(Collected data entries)
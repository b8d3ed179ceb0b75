//! Independent verification of Euler trails.

use crate::euler::error::TrailError;
use crate::graph::{EdgeMap, EulerGraph};

/// Checks that `edges`, walked from `start`, uses every edge of `graph` exactly once.
///
/// Checks run edge by edge, so the reported position is the first violation.
///
/// # Errors
/// - [`TrailError::Disconnected`] if an edge is not incident to the current walk vertex
/// - [`TrailError::Repeated`] if an edge appears twice
/// - [`TrailError::Incomplete`] if the walk is valid but misses edges
pub fn check_trail<G: EulerGraph>(
    graph: &G,
    start: G::Vertex,
    edges: &[G::Edge],
) -> Result<(), TrailError> {
    let mut used = EdgeMap::new(graph, false);
    let mut current = start;
    for (position, &edge) in edges.iter().enumerate() {
        if !graph.is_incident(edge, current) {
            return Err(TrailError::Disconnected { position });
        }
        if !used.try_mark(edge) {
            return Err(TrailError::Repeated { position });
        }
        current = graph.opposite(edge, current);
    }

    if edges.len() != graph.edge_count() {
        return Err(TrailError::Incomplete {
            used: edges.len(),
            total: graph.edge_count(),
        });
    }
    Ok(())
}
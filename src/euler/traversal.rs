//! Hierholzer's edge-marking depth-first traversal.
//!
//! From the current vertex, each incident edge that is still unmarked is
//! marked, the walk continues at its opposite endpoint, and the edge is
//! emitted once everything beyond it has been explored. Emission is therefore
//! post-order; reversing the emitted sequence yields the trail from the start
//! vertex.
//!
//! An edge is emitted iff it was marked by the step that emits it, so every
//! edge ends up either marked and emitted exactly once, or never marked (when
//! it is unreachable from the start).

use crate::euler::options::TraversalStrategy;
use crate::graph::{EdgeMap, EulerGraph};

/// Statistics gathered during a traversal.
#[derive(Debug, Clone, Copy, Default, PartialEq, Eq)]
pub(crate) struct TraversalStats {
    /// Deepest frame stack (iterative) or call depth (recursive) reached.
    pub max_depth: usize,
}

/// Runs the traversal from `start` and returns the edges in trail order.
///
/// `visited` must cover every edge of `graph`; edges already marked are
/// treated as used.
pub(crate) fn find_trail<G: EulerGraph>(
    graph: &G,
    start: G::Vertex,
    visited: &mut EdgeMap<'_, G, bool>,
    strategy: TraversalStrategy,
) -> (Vec<G::Edge>, TraversalStats) {
    let mut path = Vec::with_capacity(graph.edge_count());
    let stats = match strategy {
        TraversalStrategy::Iterative => walk_iterative(graph, start, visited, &mut path),
        TraversalStrategy::Recursive => {
            let mut stats = TraversalStats::default();
            walk_recursive(graph, start, visited, &mut path, 1, &mut stats);
            stats
        }
    };
    path.reverse();
    (path, stats)
}

struct Frame<V, E, I> {
    vertex: V,
    /// Edge used to enter this frame; emitted when the frame is popped.
    via: Option<E>,
    edges: I,
}

fn walk_iterative<G: EulerGraph>(
    graph: &G,
    start: G::Vertex,
    visited: &mut EdgeMap<'_, G, bool>,
    path: &mut Vec<G::Edge>,
) -> TraversalStats {
    let mut stats = TraversalStats::default();
    let mut stack = vec![Frame {
        vertex: start,
        via: None,
        edges: graph.incident_edges(start),
    }];

    while let Some(frame) = stack.last_mut() {
        let next = frame.edges.by_ref().find(|&e| !visited.is_marked(e));
        match next {
            Some(edge) => {
                visited.set(edge, true);
                let vertex = graph.opposite(edge, frame.vertex);
                stack.push(Frame {
                    vertex,
                    via: Some(edge),
                    edges: graph.incident_edges(vertex),
                });
                stats.max_depth = stats.max_depth.max(stack.len());
            }
            None => {
                if let Some(edge) = stack.pop().and_then(|f| f.via) {
                    path.push(edge);
                }
            }
        }
    }
    stats.max_depth = stats.max_depth.max(1);
    stats
}

fn walk_recursive<G: EulerGraph>(
    graph: &G,
    current: G::Vertex,
    visited: &mut EdgeMap<'_, G, bool>,
    path: &mut Vec<G::Edge>,
    depth: usize,
    stats: &mut TraversalStats,
) {
    stats.max_depth = stats.max_depth.max(depth);
    for edge in graph.incident_edges(current) {
        if visited.try_mark(edge) {
            let next = graph.opposite(edge, current);
            walk_recursive(graph, next, visited, path, depth + 1, stats);
            path.push(edge);
        }
    }
}

#[cfg(test)]
mod tests {
    use super::*;
    use crate::graph::{EdgeId, UndirectedGraph, VertexId};

    fn run(g: &UndirectedGraph, start: usize, strategy: TraversalStrategy) -> Vec<EdgeId> {
        let mut visited = EdgeMap::new(g, false);
        find_trail(g, VertexId(start), &mut visited, strategy).0
    }

    #[test]
    fn triangle_is_walked_in_incidence_order() {
        // e0: 0-1, e1: 1-2, e2: 2-0
        let g = UndirectedGraph::from_edges(3, &[(0, 1), (1, 2), (2, 0)]);
        let expected = vec![EdgeId(0), EdgeId(1), EdgeId(2)];
        assert_eq!(run(&g, 0, TraversalStrategy::Iterative), expected);
        assert_eq!(run(&g, 0, TraversalStrategy::Recursive), expected);
    }

    #[test]
    fn detours_are_spliced_in() {
        // Two triangles sharing vertex 0: 0-1-2-0 and 0-3-4-0.
        let g = UndirectedGraph::from_edges(
            5,
            &[(0, 1), (1, 2), (2, 0), (0, 3), (3, 4), (4, 0)],
        );
        let iterative = run(&g, 0, TraversalStrategy::Iterative);
        assert_eq!(iterative.len(), 6);
        assert_eq!(iterative, run(&g, 0, TraversalStrategy::Recursive));
    }

    #[test]
    fn dead_end_first_still_yields_trail_order() {
        // Odd vertices 0 and 3; from 0 the walk reaches 3 before the triangle.
        // e0: 0-1, e1: 1-3, e2: 1-2, e3: 2-4, e4: 4-1
        let g = UndirectedGraph::from_edges(5, &[(0, 1), (1, 3), (1, 2), (2, 4), (4, 1)]);
        let trail = run(&g, 0, TraversalStrategy::Iterative);
        assert_eq!(
            trail,
            vec![EdgeId(0), EdgeId(2), EdgeId(3), EdgeId(4), EdgeId(1)]
        );
        assert_eq!(trail, run(&g, 0, TraversalStrategy::Recursive));
    }

    #[test]
    fn unreachable_edges_stay_unmarked() {
        let g = UndirectedGraph::from_edges(4, &[(0, 1), (1, 0), (2, 3), (3, 2)]);
        let mut visited = EdgeMap::new(&g, false);
        let (trail, _) = find_trail(&g, VertexId(0), &mut visited, TraversalStrategy::Iterative);
        assert_eq!(trail.len(), 2);
        assert!(!visited.is_marked(EdgeId(2)));
        assert!(!visited.is_marked(EdgeId(3)));
    }

    #[test]
    fn depth_is_reported() {
        let g = UndirectedGraph::from_edges(3, &[(0, 1), (1, 2), (2, 0)]);
        let mut visited = EdgeMap::new(&g, false);
        let (_, stats) = find_trail(&g, VertexId(0), &mut visited, TraversalStrategy::Iterative);
        // start frame plus one per edge along the single cycle
        assert_eq!(stats.max_depth, 4);
    }
}
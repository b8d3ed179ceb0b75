use serde::{Deserialize, Serialize};

/// How the edge-marking traversal is executed.
///
/// Both strategies visit edges in the same order and produce identical paths.
#[derive(Debug, Clone, Copy, Default, PartialEq, Eq, Hash, Serialize, Deserialize)]
#[serde(rename_all = "snake_case")]
pub enum TraversalStrategy {
    /// Explicit stack of frames; call depth stays constant regardless of edge count.
    #[default]
    Iterative,
    /// Direct recursion; call depth grows with the longest trail explored.
    ///
    /// Only suitable for small graphs.
    Recursive,
}

/// Options for [`compute_euler_path_with`](crate::euler::compute_euler_path_with).
#[derive(Debug, Clone, Copy, Default, PartialEq, Eq, Serialize, Deserialize)]
#[serde(default)]
pub struct EulerOptions {
    /// Traversal implementation.
    pub strategy: TraversalStrategy,
}

impl EulerOptions {
    /// Returns the default options (iterative traversal).
    pub const fn new() -> Self {
        Self {
            strategy: TraversalStrategy::Iterative,
        }
    }

    /// Sets the traversal strategy.
    #[must_use]
    pub const fn with_strategy(mut self, strategy: TraversalStrategy) -> Self {
        self.strategy = strategy;
        self
    }
}
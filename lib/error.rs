//! Errors raised by tableau construction, reshaping, and row addressing.
//!
//! Every failure here is a contract violation by the caller; nothing is
//! transient and nothing is retried.

use thiserror::Error;

/// Everything that can go wrong when building or addressing a [`Tableau`].
///
/// [`Tableau`]: crate::tableau::Tableau
#[derive(Clone, Debug, PartialEq, Eq, Error)]
pub enum TableauError {
    #[error("a tableau must act on at least one qubit")]
    NoQubits,

    #[error("{n} qubits are too many to address")]
    TooManyQubits { n: usize },

    #[error("initial state {state} does not fit in {n} qubit(s)")]
    InvalidInitialState { state: u64, n: usize },

    #[error("shape mismatch for `{field}`: expected {expected:?}, got {found:?}")]
    ShapeMismatch {
        field: &'static str,
        expected: Vec<usize>,
        found: Vec<usize>,
    },

    #[error("row index {row} out of bounds for a tableau with {rows} rows")]
    RowOutOfBounds { row: usize, rows: usize },

    #[error("qubit index {qubit} out of bounds for {n} qubit(s)")]
    QubitOutOfBounds { qubit: usize, n: usize },

    #[error("invalid Pauli symbol {0:?}")]
    InvalidPauli(char),
}

pub type TabResult<T> = Result<T, TableauError>;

Try it — Each line of the records, from the opening one through the line holding "edge appears twice", should be restated word for word, with nothing else in the answer.

Response to the task —
repository b8d3ed179ceb0b75
//! Independent verification of Euler trails.

use crate::euler::error::TrailError;
use crate::graph::{EdgeMap, EulerGraph};

/// Checks that `edges`, walked from `start`, uses every edge of `graph` exactly once.
///
/// Checks run edge by edge, so the reported position is the first violation.
///
/// # Errors
/// - [`TrailError::Disconnected`] if an edge is not incident to the current walk vertex
/// - [`TrailError::Repeated`] if an edge appears twice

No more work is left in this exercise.